Descritores: Pancreatite; Doenças autoimunes; Pâncreas; Tomografia computadorizada; Ressonância magnética.

Keywords: Pancreatitis; Autoimmune diseases; Pancreas; Computed tomography; Magnetic resonance imaging.

Resumo:
Apresentamos um caso de doença relacionada à IgG4, com acometimento pancreático e extrapancreático biliar e renal. Dada a relevância dos métodos de imagem para seu diagnóstico e diferenciação com o adenocarcinoma pancreático, ressaltamos os principais achados abdominais na tomografia computadorizada e ressonância magnética desta doença autoimune sistêmica recentemente reconhecida.

Abstract:
We present a case of immunoglobulin G4 (IgG4)-related disease with pancreatic and extrapancreatic involvement, including the biliary and renal systems. Given the importance of imaging methods for the diagnosis of IgG4-related disease and its differentiation from pancreatic adenocarcinoma, we emphasize important abdominal computed tomography and magnetic resonance imaging findings related to this recently recognized systemic autoimmune disease.

INTRODUÇÃO

A doença relacionada à imunoglobulina G4 (DRIgG4) é uma desordem autoimune sistêmica com manifestações abdominais pancreáticas e extrapancreáticas, podendo acometer vias biliares, rins, linfonodos, próstata e retroperitônio, incidindo principalmente na 6ª e 7ª décadas de vida(1,2).

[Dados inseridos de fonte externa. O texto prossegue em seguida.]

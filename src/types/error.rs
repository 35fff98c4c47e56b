use std::fmt::{Display, Formatter};
use std::error::Error as StdError;

#[derive(Debug, Clone, Copy, PartialEq, Eq)]
pub enum ErrorType {
    NoneError,
    SystemError,
    Unauthorized,
    Forbidden,
    BadRequest,
}

#[derive(Debug)]
pub struct Error {
    pub error_type: ErrorType,
    pub error: String,
}

impl Display for Error {
    fn fmt(&self, f: &mut Formatter<'_>) -> std::fmt::Result {
        match self.error_type {
            ErrorType::NoneError => write!(f, "NoneError : {}", self.error),
            ErrorType::SystemError => write!(f, "SystemError : {}", self.error),
            ErrorType::Unauthorized => write!(f, "Unauthorized  : {}", self.error),
            ErrorType::Forbidden => write!(f, "Forbidden  : {}", self.error),
            ErrorType::BadRequest => write!(f, "Bad Request  : {}", self.error),
        }
    }
}

impl StdError for Error {}

impl Error {
    pub fn new(error_type: ErrorType, error: &str) -> Self {
        Self {
            error_type,
            error: error.to_string(),
        }
    }
    pub fn none_error(error: &str) -> Self {
        Self::new(ErrorType::NoneError, error)
    }
    pub fn bad_request(error: &str) -> Self {
        Self::new(ErrorType::BadRequest, error)
    }
    pub fn unauthorized(error: &str) -> Self {
        Self::new(ErrorType::Unauthorized, error)
    }
}

/// The domain kind carried by an `anyhow` error, `SystemError` for anything else.
pub fn kind_of(e: &anyhow::Error) -> ErrorType {
    e.downcast_ref::<Error>()
        .map(|x| x.error_type)
        .unwrap_or(ErrorType::SystemError)
}
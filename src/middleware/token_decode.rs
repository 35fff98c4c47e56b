use axum::{
    http::{HeaderMap, Request},
    response::IntoResponse
};
use crate::constants;
use crate::utils::jwt::{self, UserToken};
use axum_extra::middleware::{Next};

/// The session carried by a valid `Authorization: Bearer` header.
pub fn session_from_headers(headers: &HeaderMap) -> Option<UserToken> {
    let token = headers.get(constants::AUTHORIZATION)?.to_str().ok()?;
    if !(token.starts_with("bearer") || token.starts_with("Bearer")) {
        return None;
    }
    jwt::decode::<UserToken>(token[6..].trim()).ok()
}

pub async fn token_decode<B>(mut req: Request<B>, next: Next<B>) -> impl IntoResponse {
    if let Some(claims) = session_from_headers(req.headers()) {
        req.extensions_mut().insert(claims);
    }
    next.run(req).await
}

#[cfg(test)]
mod tests {
    use super::*;
    use axum::http::{header, HeaderValue};

    fn headers(v: &str) -> HeaderMap {
        let mut h = HeaderMap::new();
        h.insert(header::AUTHORIZATION, HeaderValue::from_str(v).unwrap());
        h
    }

    #[test]
    fn bearer_tokens_become_sessions() {
        let t = UserToken::from(1, "John Doe".into(), "john@bytearena.com".into(), constants::USER.into());
        let token = jwt::encode(&t).unwrap();
        assert_eq!(session_from_headers(&headers(format!("Bearer {}", token).as_str())), Some(t.clone()));
        assert_eq!(session_from_headers(&headers(format!("bearer  {}", token).as_str())), Some(t));
    }

    #[test]
    fn anything_else_is_anonymous() {
        assert_eq!(session_from_headers(&HeaderMap::new()), None);
        assert_eq!(session_from_headers(&headers("Bearer nonsense")), None);
        assert_eq!(session_from_headers(&headers("Basic am9objpwdw==")), None);
    }
}
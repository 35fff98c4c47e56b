use super::challenge::ChallengeSummary;
use super::submission::SubmissionView;
use super::user::SkillProgress;
use serde::Serialize;

#[derive(Serialize, Debug, Clone, PartialEq)]
pub struct ActivityDay {
    pub date: String,
    pub count: u32,
}

#[derive(Serialize, Debug, Clone, PartialEq)]
pub struct HeatCell {
    pub date: String,
    pub count: u32,
    pub level: u8, // 0..=4
}

#[derive(Serialize, Debug, Clone, PartialEq)]
pub struct Streak {
    pub current_streak: u32,
    pub longest_streak: u32,
    pub total_active_days: u32,
}

#[derive(Serialize, Debug, Clone)]
pub struct StatCard {
    pub label: &'static str,
    pub value: String,
    pub trend: Option<String>,
    pub trend_up: Option<bool>,
}

#[derive(Serialize, Debug, Clone, Copy, PartialEq, Default)]
pub struct Progress {
    pub total: usize,
    pub solved: usize,
}

#[derive(Serialize, Debug, Clone, PartialEq)]
pub struct ProblemStats {
    pub total: usize,
    pub solved: usize,
    pub progress: u32, // percent, rounded
    pub easy: Progress,
    pub medium: Progress,
    pub hard: Progress,
}

#[derive(Serialize, Debug, Clone)]
pub struct Dashboard {
    pub name: String,
    pub stats: Vec<StatCard>,
    pub problem_stats: ProblemStats,
    pub skill_progress: Vec<SkillProgress>,
    pub heatmap: Vec<Vec<HeatCell>>,
    pub streak: Streak,
    pub recent_submissions: Vec<SubmissionView>,
    pub suggested: Vec<ChallengeSummary>,
}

A completa gama do envolvimento visceral ainda está sendo descrita, com relatos de acometimento de glândulas salivares, tecidos periorbitários, meninges, pulmões, aorta, pericárdio, mama, tireoide e pele. Como mais frequentemente acomete o pâncreas, a DRIgG4 muitas vezes apresenta-se clinicamente com desconforto abdominal, icterícia obstrutiva e perda ponderal, sendo importante o diagnóstico diferencial com o adenocarcinoma pancreático(3,4).

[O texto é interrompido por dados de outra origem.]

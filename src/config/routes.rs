use crate::{
    middleware::{
        token_decode::token_decode,
        auth_login::auth_login,
        auth_admin::auth_admin
    },
    service::{account_service, admin_service, challenge_service, contest_service, site_service, user_service},
    types::links::Db
};
use axum::{
    AddExtensionLayer,
    Router,
    routing::{get, post},
};

use axum_extra::middleware::from_fn;

fn account_routes() -> Router {
    Router::new()
        .route(
            "/logout",
            get(account_service::logout).route_layer(from_fn(auth_login))
        )
        .route(
            "/autologin",
               get(account_service::autologin).route_layer(from_fn(auth_login))
        )
        .route("/register", post(account_service::register))
        .route("/login", post(account_service::login))
        .route("/admin_login", post(account_service::admin_login))
        .route("/forgot_password", post(account_service::forgot_password))
}

pub fn admin_routes() -> Router {
    Router::new()
        .route(
            "/challenges",
            get(admin_service::challenges).post(admin_service::create_challenge)
        )
        .route(
            "/challenge/:id",
            get(admin_service::get_challenge)
                .post(admin_service::update_challenge)
                .delete(admin_service::delete_challenge)
        )
        .route("/challenge/:id/test_cases", post(admin_service::add_test_cases))
        .route("/challenge/:id/test_case/:tid", axum::routing::delete(admin_service::delete_test_case))
        .route("/generate_test_cases", post(admin_service::generate_test_cases))
        .route("/students", get(admin_service::students))
}

// run and submit answer their own 401, so they sit outside the login layer
pub fn page_routes() -> Router {
    Router::new()
        .route("/layout", get(site_service::layout))
        .route("/landing", get(site_service::landing))
        .route("/languages", get(challenge_service::languages))
        .route("/challenges", get(challenge_service::list))
        .route("/challenge/:id", get(challenge_service::detail))
        .route("/challenge/:id/leaderboard", get(challenge_service::leaderboard))
        .route("/challenge/:id/run", post(challenge_service::run))
        .route("/challenge/:id/submit", post(challenge_service::submit))
        .route("/contests", get(contest_service::list))
        .route("/contest/:key", get(contest_service::detail))
        .route("/contest/:key/standings", get(contest_service::standings))
        .route(
            "/contest/:key/register",
            post(contest_service::register).route_layer(from_fn(auth_login))
        )
        .route("/leaderboard", get(user_service::leaderboard))
        .route("/user/:id", get(user_service::get_user))
}

pub fn user_routes() -> Router {
    Router::new()
        .route("/dashboard", get(user_service::dashboard))
        .route("/submissions", get(user_service::submissions))
        .route(
            "/profile",
            get(user_service::get_profile).post(user_service::update_profile)
        )
        .route_layer(from_fn(auth_login))
}

pub fn config_routes(db: Db) -> Router {
     Router::new()
        .nest(
            "/api",
            Router::new()
                .nest("/admin", admin_routes().route_layer(from_fn(auth_admin)))
                .merge(page_routes())
                .merge(user_routes())
                .merge(account_routes())
        )
        .route_layer(from_fn(token_decode))
        .layer(AddExtensionLayer::new(db))
}
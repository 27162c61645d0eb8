//! Tracing middleware attaching a request-scoped trace identifier.
//!
//! Each incoming request receives a fresh [`TraceId`] held in task-local
//! storage, so error payloads and log lines can be correlated with the
//! `trace-id` response header.

use std::task::{Context, Poll};

use actix_web::Error;
use actix_web::dev::{Service, ServiceRequest, ServiceResponse, Transform};
use actix_web::http::header::{HeaderName, HeaderValue};
use futures_util::future::{LocalBoxFuture, Ready, ready};
use tracing::{debug, error};

use crate::domain::{TRACE_ID_HEADER, TraceId};

/// Middleware that scopes every request under a new [`TraceId`] and echoes
/// it in the `trace-id` response header.
///
/// # Examples
/// ```
/// use actix_web::App;
/// use storefront::Trace;
///
/// let app = App::new().wrap(Trace);
/// ```
#[derive(Debug, Clone, Copy)]
pub struct Trace;

impl<S, B> Transform<S, ServiceRequest> for Trace
where
    S: Service<ServiceRequest, Response = ServiceResponse<B>, Error = Error> + 'static,
    S::Future: 'static,
    B: 'static,
{
    type Response = ServiceResponse<B>;
    type Error = Error;
    type InitError = ();
    type Transform = TraceMiddleware<S>;
    type Future = Ready<Result<Self::Transform, Self::InitError>>;

    fn new_transform(&self, service: S) -> Self::Future {
        ready(Ok(TraceMiddleware { service }))
    }
}

/// Service wrapper produced by [`Trace`].
pub struct TraceMiddleware<S> {
    service: S,
}

impl<S, B> Service<ServiceRequest> for TraceMiddleware<S>
where
    S: Service<ServiceRequest, Response = ServiceResponse<B>, Error = Error> + 'static,
    S::Future: 'static,
    B: 'static,
{
    type Response = ServiceResponse<B>;
    type Error = Error;
    type Future = LocalBoxFuture<'static, Result<Self::Response, Self::Error>>;

    fn poll_ready(&self, cx: &mut Context<'_>) -> Poll<Result<(), Self::Error>> {
        self.service.poll_ready(cx)
    }

    fn call(&self, req: ServiceRequest) -> Self::Future {
        let trace_id = TraceId::generate();
        let method = req.method().clone();
        let path = req.path().to_owned();
        // Extractors and handlers run when the future is polled, inside the scope.
        let service_call = TraceId::scope(trace_id, self.service.call(req));
        Box::pin(async move {
            let mut res = service_call.await?;
            match HeaderValue::from_str(&trace_id.to_string()) {
                Ok(value) => {
                    res.response_mut()
                        .headers_mut()
                        .insert(HeaderName::from_static(TRACE_ID_HEADER), value);
                }
                Err(error) => {
                    error!(%error, trace_id = %trace_id, "failed to encode trace identifier header");
                }
            }
            debug!(
                trace_id = %trace_id,
                %method,
                path,
                status = res.status().as_u16(),
                "request handled"
            );
            Ok(res)
        })
    }
}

Os critérios diagnósticos da DRIgG4 baseiam-se em achados clínicos, radiológicos e anatomopatológicos. Dada a relevância dos métodos de imagem para o diagnóstico, relatamos um caso de DRIgG4, ressaltando os principais achados na tomografia computadorizada (TC) e ressonância magnética (RM).


RELATO DO CASO

Paciente do sexo masculino, 49 anos de idade, apresentando-se com prurido, desconforto abdominal, icterícia, colúria, hipocolia fecal e emagrecimento de 13 kg em cinco meses. Ao exame físico mostrava-se ictérico, afebril, com abdome flácido e doloroso à palpação no flanco direito. Antecedentes de tabagismo e etilismo. Exames laboratoriais mostraram aumento de enzimas hepáticas e bilirrubinas com padrão obstrutivo, amilase e lipase séricas dentro dos parâmetros normais.

Após ultrassonografia mostrando dilatação das vias biliares, a colangiopancreatografia endoscópica retrógrada revelou estenose de colédoco médio, sendo realizada papilotomia endoscópica e colocação de prótese biliar. O esfregaço do ducto biliar foi negativo para neoplasia.

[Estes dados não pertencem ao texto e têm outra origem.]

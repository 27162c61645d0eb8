//! Shared HTTP adapter state.
//!
//! Handlers accept this state via `actix_web::web::Data` so they depend only
//! on domain ports and stay testable without I/O.

use std::sync::Arc;

use crate::domain::ports::{ProductRepository, PurchaseRepository, UserRepository};

/// Dependency bundle for HTTP handlers.
#[derive(Clone)]
pub struct HttpState {
    /// Registered users.
    pub users: Arc<dyn UserRepository>,
    /// Product catalogue.
    pub products: Arc<dyn ProductRepository>,
    /// Purchase orders.
    pub purchases: Arc<dyn PurchaseRepository>,
}

impl HttpState {
    /// Bundle the three stores.
    #[must_use]
    pub fn new(
        users: Arc<dyn UserRepository>,
        products: Arc<dyn ProductRepository>,
        purchases: Arc<dyn PurchaseRepository>,
    ) -> Self {
        Self {
            users,
            products,
            purchases,
        }
    }
}
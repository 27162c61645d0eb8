//! HTTP server configuration object.

use std::net::SocketAddr;

/// Builder-style configuration for creating the HTTP server.
#[derive(Debug, Clone, Copy)]
pub struct ServerConfig {
    pub(crate) bind_addr: SocketAddr,
    pub(crate) workers: Option<usize>,
}

impl ServerConfig {
    /// Listen on `bind_addr`. Port 0 picks a free port.
    #[must_use]
    pub const fn new(bind_addr: SocketAddr) -> Self {
        Self {
            bind_addr,
            workers: None,
        }
    }

    /// Override the worker count, which otherwise follows the CPU count.
    #[must_use]
    pub const fn with_workers(mut self, workers: usize) -> Self {
        self.workers = Some(workers);
        self
    }

    /// Requested socket address.
    #[must_use]
    pub const fn bind_addr(&self) -> SocketAddr {
        self.bind_addr
    }
}
//! OpenAPI documentation configuration.
//!
//! [`ApiDoc`] registers every storefront endpoint together with the domain
//! and payload schemas they exchange. The document backs Swagger UI in debug
//! builds and is exported by `cargo run --bin openapi-dump`.

use utoipa::OpenApi;

use crate::domain::{Error, ErrorCode, Product, ProductDetails, Purchase, User, UserProfile};
use crate::inbound::http::home::HomeResponse;
use crate::inbound::http::products::ProductPayload;
use crate::inbound::http::purchases::PurchasePayload;
use crate::inbound::http::users::{UserPayload, UserProfilePayload};

/// OpenAPI document for the REST API.
/// Swagger UI is enabled in debug builds only and used by tooling.
#[derive(OpenApi)]
#[openapi(
    info(
        title = "Storefront API",
        description = "Users, products and purchases for the product recommendation storefront."
    ),
    servers(
        (url = "/", description = "Relative to the deployment base URL")
    ),
    paths(
        crate::inbound::http::home::home,
        crate::inbound::http::health::ready,
        crate::inbound::http::health::live,
        crate::inbound::http::users::create_user,
        crate::inbound::http::users::list_users,
        crate::inbound::http::users::get_user,
        crate::inbound::http::users::update_user,
        crate::inbound::http::users::delete_user,
        crate::inbound::http::products::create_product,
        crate::inbound::http::products::list_products,
        crate::inbound::http::products::get_product,
        crate::inbound::http::products::update_product,
        crate::inbound::http::products::delete_product,
        crate::inbound::http::purchases::create_purchase,
        crate::inbound::http::purchases::list_purchases,
        crate::inbound::http::purchases::purchase_history,
        crate::inbound::http::purchases::purchases_by_product,
    ),
    components(schemas(
        User,
        UserProfile,
        Product,
        ProductDetails,
        Purchase,
        Error,
        ErrorCode,
        UserPayload,
        UserProfilePayload,
        ProductPayload,
        PurchasePayload,
        HomeResponse,
    )),
    tags(
        (name = "users", description = "User registration and maintenance"),
        (name = "products", description = "Product catalogue"),
        (name = "purchases", description = "Purchase records and history"),
        (name = "health", description = "Endpoints for health checks")
    )
)]
pub struct ApiDoc;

Foram realizadas TC e RM do abdome, que demonstraram aumento difuso do pâncreas, com perda das lobulações e rugosidade características, halo peripancreático de hipocontrastação na cauda, além de nódulos renais também hipocontrastantes e com limites parcialmente definidos (Figuras 1 e 2). Colangiorressonância mostrou dilatação de vias biliares (Figura 3).


Figura 1. TC de abdome com contraste, fase nefrográfica (axial). A: Aumento difuso do pâncreas (seta contínua). Prótese biliar no colédoco. São ainda caracterizados nódulos hipocontrastantes na cortical de ambos os rins (setas tracejadas). B: Retração e obliteração da cauda pancreática, com halo de hipocontrastação (seta contínua), além dos nódulos renais.


Figura 2. RM de abdome, axial. A: Ponderação em T1, sem contraste. Pâncreas difusamente aumentado, com perda da rugosidade característica e com leve hipossinal (seta contínua). Nódulo renal com hipossinal. B: Ponderação em T1, fase portal após contraste. Halo peripancreático hipocontrastante (seta contínua), além dos nódulos renais com limites parcialmente definidos, também hipocontrastantes. C: Ponderação em T2. Pâncreas difusamente aumentado, encurtamento da cauda e perda da rugosidade característica (pâncreas em salsicha), afilamento difuso e irregular do ducto pancreático principal (seta contínua), nódulos renais com limites parcialmente definidos com hipossinal. D: Restrição da difusão em todo o pâncreas, com valor de ADC de 0,839 × 10–3 mm2/s (seta contínua), bem como nos nódulos renais (setas tracejadas).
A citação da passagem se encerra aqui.